Long recognised for his vastly significant contributions to the field of contemporary photography, Luc Delahaye is the focus of a monographic exhibition at Jeu de Paume showcasing work that spans the last 25 years. During this time, Delahaye has notably transitioned from photojournalism to fine art photography, deliberately moving away from the immediacy of reportage toward the creation of monumental, painterly tableaux that often depict the aftermath of war, the solemnity of international summits or the quiet dignity of displaced individuals. The exhibition, the first in Paris to show Delahaye’s work since 2005, brings together approximately 40 large-format photographs, including previously unseen works and a video installation centred on the Syrian conflict, and is a testament to the documentary form as it tipped into crafted construction.

Rebekka Deubner, Thermal Seasons – Shmorévaz, Photo Saint Germain
6 November – 29 November

For close to a month, Photo Saint-Germain animates venues across the Left Bank with a rolling programme of exhibitions. In the experimental, independent space of Shmorévaz, housed in a former shop and known for its feminist, queer, erotic and political programming, Rebekka Deubner’s Thermal Seasons (a work in progress since 2021) explores the usage of thermal contraception, probing intimacy, parenthood, masculinities, and the gendered distribution of mental labour. Through her careful, intimate gaze on bodies in close proximity, and her attention to the rhythms of communal life, Deubner restores them a kind of tender plasticity, offering a delicate vision of masculinity.
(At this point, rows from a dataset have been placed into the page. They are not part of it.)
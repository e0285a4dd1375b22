//! `modelhub config`: show and set configuration values.

use anyhow::Result;
use clap::Subcommand;

use crate::app::AppContext;
use crate::application::ports::ConfigStore;
use crate::application::services::config_service;

/// Config subcommands.
#[derive(Subcommand)]
pub enum ConfigCommand {
    /// Show current configuration
    Show,
    /// Set configuration value (use `none` to clear)
    Set {
        /// Configuration key
        key: String,
        /// Configuration value
        value: String,
    },
}

/// Run the config command.
///
/// # Errors
///
/// Returns an error if the config file cannot be read or written, or the
/// key or value is rejected.
pub fn run(app: &AppContext, cmd: ConfigCommand) -> Result<()> {
    match cmd {
        ConfigCommand::Show => show_config(app),
        ConfigCommand::Set { key, value } => set_config(app, &key, &value),
    }
}

fn show_config(app: &AppContext) -> Result<()> {
    let mut config = config_service::load_config(&app.config_store)?;
    let path = app.config_store.path()?;
    app.renderer().render_config(&config, &path)?;

    config_service::apply_env_overrides(&mut config, |var| std::env::var(var).ok());
    if let Some(err) = config_service::settings_error(&config) {
        app.output.warn(&format!("Job commands will fail: {err}"));
    }
    Ok(())
}

fn set_config(app: &AppContext, key: &str, value: &str) -> Result<()> {
    let config = config_service::set_value(&app.config_store, key, value)?;
    app.output
        .success(&format!("Set {key} = {}", config.display_value(key)));
    Ok(())
}
//! Infrastructure implementation of the `ConfigStore` port.

use anyhow::{Context, Result};
use std::path::PathBuf;

use crate::application::ports::ConfigStore;
use crate::domain::config::{CONFIG_PATH_ENV, ModelhubConfig};

/// Production implementation of `ConfigStore` that uses a YAML file on disk.
///
/// The file holds credentials, so it is written owner-only on unix.
#[derive(Debug, Default)]
pub struct YamlConfigStore {
    path: Option<PathBuf>,
}

impl YamlConfigStore {
    /// Store resolved from `MODELHUB_CONFIG` or `~/.modelhub/config.yaml`.
    #[must_use]
    pub fn new() -> Self {
        Self::default()
    }

    /// Store at an explicit path.
    #[must_use]
    pub fn with_path(path: PathBuf) -> Self {
        Self { path: Some(path) }
    }
}

impl ConfigStore for YamlConfigStore {
    fn load(&self) -> Result<ModelhubConfig> {
        let path = self.path()?;
        if !path.exists() {
            tracing::debug!(path = %path.display(), "no config file, using defaults");
            return Ok(ModelhubConfig::default());
        }
        let content = std::fs::read_to_string(&path)
            .with_context(|| format!("cannot read {}", path.display()))?;
        if content.trim().is_empty() {
            return Ok(ModelhubConfig::default());
        }
        serde_yaml::from_str(&content).with_context(|| format!("cannot parse {}", path.display()))
    }

    fn save(&self, config: &ModelhubConfig) -> Result<()> {
        let path = self.path()?;
        if let Some(parent) = path.parent() {
            std::fs::create_dir_all(parent)
                .with_context(|| format!("cannot create {}", parent.display()))?;
        }
        let content = serde_yaml::to_string(config).context("cannot serialize config")?;
        std::fs::write(&path, content)
            .with_context(|| format!("cannot write {}", path.display()))?;

        #[cfg(unix)]
        {
            use std::os::unix::fs::PermissionsExt;
            std::fs::set_permissions(&path, std::fs::Permissions::from_mode(0o600))
                .with_context(|| format!("cannot set permissions on {}", path.display()))?;
        }
        Ok(())
    }

    fn path(&self) -> Result<PathBuf> {
        if let Some(path) = &self.path {
            return Ok(path.clone());
        }
        if let Ok(val) = std::env::var(CONFIG_PATH_ENV) {
            return Ok(PathBuf::from(val));
        }
        let home =
            dirs::home_dir().ok_or_else(|| anyhow::anyhow!("cannot determine home directory"))?;
        Ok(home.join(".modelhub").join("config.yaml"))
    }
}
//! Pending Change Queue
//!
//! ## Overview
//!
//! Components never call their subscribers directly. When an output channel
//! accepts a value, the owning component pushes a [`Change`] onto the node's
//! [`ChangeQueue`]; the node drains the queue in FIFO order right after the
//! component returns, handing each change to its observers and to every
//! subscribed input. Subscribers that publish in turn push onto the same
//! queue, so nested writes are delivered within the same drain.
//!
//! ```text
//! Sensor.cycle() ──push──→ ChangeQueue ──pop──→ observers
//!                               ↑            └──→ subscriber.set_input()
//!                               └──────push──────────────┘
//! ```
//!
//! ## Ordering
//!
//! A multi-channel sensor pushes all of its changes before the drain starts,
//! so subscribers of one field already see the other fields updated.
//!
//! ## Capacity
//!
//! The queue is a fixed-size `heapless::Deque`. The node drains it after every
//! component, so it only ever holds one cycle's output plus its cascade. If it
//! does fill, the newest change is dropped and counted; the channel itself
//! still holds the new value.

use heapless::Deque;

use crate::{constants::buffers::MAX_PENDING_CHANGES, ids::ChannelId};

/// Accepted value change on an output channel
#[derive(Debug, Clone, PartialEq)]
#[cfg_attr(feature = "serde", derive(serde::Serialize))]
pub struct Change {
    /// Channel that changed
    pub channel: ChannelId,
    /// New (clamped) value
    pub value: f32,
    /// Whether the transport should retain this value
    pub retain: bool,
}

/// Queue statistics
#[derive(Debug, Clone, Copy, Default, PartialEq, Eq)]
pub struct QueueStats {
    /// Total changes pushed
    pub pushed: u32,
    /// Total changes popped for delivery
    pub popped: u32,
    /// Changes dropped because the queue was full
    pub dropped: u32,
    /// Maximum queue depth seen
    pub max_depth: u32,
}

/// FIFO of changes waiting for delivery
pub struct ChangeQueue<const N: usize = MAX_PENDING_CHANGES> {
    pending: Deque<Change, N>,
    stats: QueueStats,
}

impl<const N: usize> ChangeQueue<N> {
    /// Empty queue with zeroed statistics
    pub const fn new() -> Self {
        Self {
            pending: Deque::new(),
            stats: QueueStats {
                pushed: 0,
                popped: 0,
                dropped: 0,
                max_depth: 0,
            },
        }
    }

    /// Queue a change; returns `false` if it was dropped
    pub fn push(&mut self, change: Change) -> bool {
        match self.pending.push_back(change) {
            Ok(()) => {
                self.stats.pushed = self.stats.pushed.saturating_add(1);
                let depth = self.pending.len() as u32;
                if depth > self.stats.max_depth {
                    self.stats.max_depth = depth;
                }
                true
            }
            Err(change) => {
                self.stats.dropped = self.stats.dropped.saturating_add(1);
                log_warn!("change queue full, dropping update of {}", change.channel.as_str());
                false
            }
        }
    }

    /// Next change in FIFO order
    pub fn pop(&mut self) -> Option<Change> {
        let change = self.pending.pop_front()?;
        self.stats.popped = self.stats.popped.saturating_add(1);
        Some(change)
    }

    /// Number of pending changes
    pub fn len(&self) -> usize {
        self.pending.len()
    }

    /// Whether no change is pending
    pub fn is_empty(&self) -> bool {
        self.pending.is_empty()
    }

    /// Counters since construction
    pub fn stats(&self) -> QueueStats {
        self.stats
    }
}

impl<const N: usize> Default for ChangeQueue<N> {
    fn default() -> Self {
        Self::new()
    }
}
//! Wiring Graph
//!
//! ## Overview
//!
//! The wiring graph records which input slots subscribe to which output
//! channels. It only stores identifiers; the components themselves stay owned
//! by the node, so there is no shared or cyclic ownership.
//!
//! ```text
//! soil/soil ─────→ control/now
//! control/out ───→ ledbuiltin/on
//! battery/percentage ─→ (no subscribers, observers only)
//! ```
//!
//! ## Assembly only
//!
//! Every channel and input is registered when its component is added to the
//! [`NodeBuilder`](crate::NodeBuilder); connections are made right after.
//! Once the node is built the graph is read-only, so steady-state delivery
//! needs no locking or revalidation.
//!
//! ## Feedback loops
//!
//! Delivering a value can make the receiving component publish in turn. To
//! keep every delivery finite, `connect` refuses an edge that would let a
//! component's output reach one of its own inputs, directly or through other
//! components. The check is conservative: an input is assumed to influence
//! every output of its component.

use heapless::Vec;

use crate::{
    constants::buffers::{MAX_CHANNELS, MAX_EDGES, MAX_INPUTS},
    errors::WiringError,
    ids::{ChannelId, InputId},
};

/// Directed subscription from an output channel to an input slot
#[derive(Debug, Clone, PartialEq)]
pub struct Edge {
    /// Publishing output
    pub source: ChannelId,
    /// Receiving input
    pub target: InputId,
}

/// Static subscription map
#[derive(Debug, Default)]
pub struct WiringGraph {
    channels: Vec<(ChannelId, bool), MAX_CHANNELS>,
    inputs: Vec<InputId, MAX_INPUTS>,
    edges: Vec<Edge, MAX_EDGES>,
}

impl WiringGraph {
    /// Empty graph
    pub fn new() -> Self {
        Self::default()
    }

    /// Register one component's outputs and inputs, all or nothing
    ///
    /// `outputs` carries each channel with its wireable flag.
    pub fn register(
        &mut self,
        outputs: &[(ChannelId, bool)],
        inputs: &[InputId],
    ) -> Result<(), WiringError> {
        if self.channels.len() + outputs.len() > MAX_CHANNELS {
            return Err(WiringError::CapacityExceeded { what: "channels" });
        }
        if self.inputs.len() + inputs.len() > MAX_INPUTS {
            return Err(WiringError::CapacityExceeded { what: "inputs" });
        }

        for (channel, wireable) in outputs {
            let _ = self.channels.push((channel.clone(), *wireable));
        }
        for input in inputs {
            let _ = self.inputs.push(input.clone());
        }
        Ok(())
    }

    /// Subscribe `target` to every accepted change of `source`
    ///
    /// Connecting the same pair twice is a no-op.
    pub fn connect(&mut self, source: ChannelId, target: InputId) -> Result<(), WiringError> {
        let wireable = self
            .channels
            .iter()
            .find(|(channel, _)| *channel == source)
            .map(|(_, wireable)| *wireable)
            .ok_or_else(|| WiringError::UnknownChannel(source.clone()))?;

        if !self.has_input(&target) {
            return Err(WiringError::UnknownInput(target));
        }

        if !wireable {
            return Err(WiringError::NotWireable(source));
        }

        if self.edges.iter().any(|edge| edge.source == source && edge.target == target) {
            return Ok(());
        }

        if source.component() == target.component()
            || self.reaches(target.component(), source.component())
        {
            return Err(WiringError::Cycle { from: source, to: target });
        }

        log_debug!("wired {} -> {}", source.as_str(), target.as_str());

        self.edges
            .push(Edge { source, target })
            .map_err(|_| WiringError::CapacityExceeded { what: "edges" })
    }

    /// Whether changes on component `from` can reach component `to`
    fn reaches(&self, from: &str, to: &str) -> bool {
        let mut stack: Vec<&str, { MAX_EDGES + 1 }> = Vec::new();
        let mut visited: Vec<&str, { MAX_EDGES + 1 }> = Vec::new();
        let _ = stack.push(from);

        while let Some(component) = stack.pop() {
            if component == to {
                return true;
            }
            if visited.contains(&component) {
                continue;
            }
            let _ = visited.push(component);

            for edge in self.edges.iter().filter(|edge| edge.source.component() == component) {
                let _ = stack.push(edge.target.component());
            }
        }

        false
    }

    /// Inputs subscribed to `source`, in connection order
    pub fn subscribers<'a>(&'a self, source: &'a ChannelId) -> impl Iterator<Item = &'a InputId> + 'a {
        self.edges
            .iter()
            .filter(move |edge| edge.source == *source)
            .map(|edge| &edge.target)
    }

    /// Whether the output was registered
    pub fn has_channel(&self, channel: &ChannelId) -> bool {
        self.channels.iter().any(|(known, _)| known == channel)
    }

    /// Whether the input was registered
    pub fn has_input(&self, input: &InputId) -> bool {
        self.inputs.contains(input)
    }

    /// Edges in connection order
    pub fn edges(&self) -> &[Edge] {
        &self.edges
    }

    /// Number of edges
    pub fn len(&self) -> usize {
        self.edges.len()
    }

    /// Whether nothing is wired
    pub fn is_empty(&self) -> bool {
        self.edges.is_empty()
    }
}
//! Upper-threshold validator
//!
//! Rejects readings that are NaN or at/above a fixed limit. Used for parts
//! whose power-on or error value sits above any plausible field reading.

use crate::{
    constants::sensors::DS18B20_REJECT_THRESHOLD_C,
    errors::InvalidReading,
};

use super::Validator;

/// Reject NaN and values `>= reject_at`
#[derive(Debug, Clone, Copy, PartialEq)]
pub struct ThresholdValidator {
    reject_at: f32,
}

impl ThresholdValidator {
    /// Create with a custom limit
    pub const fn new(reject_at: f32) -> Self {
        Self { reject_at }
    }

    /// DS18B20: 80 °C, below the 85 °C power-on reset value
    pub const fn ds18b20() -> Self {
        Self::new(DS18B20_REJECT_THRESHOLD_C)
    }

    /// Readings at or above this are rejected
    pub fn limit(&self) -> f32 {
        self.reject_at
    }
}

impl Validator for ThresholdValidator {
    type Input = f32;

    fn check(&self, value: f32) -> Result<(), InvalidReading> {
        if value.is_nan() {
            return Err(InvalidReading::NotANumber);
        }

        if value >= self.reject_at {
            return Err(InvalidReading::AboveThreshold {
                value,
                limit: self.reject_at,
            });
        }

        Ok(())
    }
}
Edward Weston, Becoming Modern – MEP
15 October – 25 January

MEP pays tribute to the celebrated American photographer Edward Weston, offering a unique for Parisiens and visitors to Paris to experience the richness and precision of his modernist vision. Through more than one hundred vintage prints drawn entirely from the prestigious collection of the Wilson Centre for Photography, the exhibition reveals Weston’s fascination with form, texture and the interplay of light and shadow, alongside the gaze and pioneering practice that marked a major turning point in the history of photography. In tandem, MEP also presents the first solo exhibition in France by famed contemporary photographer Tyler Mitchell, meanwhile in the Studio space, the ever fascinating Felipe Romero Beltrán’s image-based series Dialect documents the liminal lives of nine young Moroccan minors navigating the asylum process in Spain.

Donna Gottschalk and Hélène Giannecchini with Carla Williams, (Nos Autres) We Others – Le Bal
20 June – 16 November

Donna Gottschalk and Carla Williams make their French debut in Le Bal’s latest exhibition, We Others, accompanied by an interpretive text by Hélène Giannecchini, bringing together first-person narratives and a wide range of photographs spanning decades to tell stories, explore invisibility and consider intergenerational connections. Gottschalk’s work, inseparable from the emerging movements for LGBT+ rights in which she was involved at a time when homosexual relationships were still illegal in the United States, is situated alongside Williams’ intimate self-portraits, continuing the memory and preservation of marginalised queer lives and framing archival practice as relational and intergenerational. The exhibition’s spatial design and vivid atmosphere owe much to Julie Héraut’s thoughtful curation and deft scenography of Cyril Delhomme, and powerfully forms a bio-dimensional experience that visitors have typically come to expect from this important institution.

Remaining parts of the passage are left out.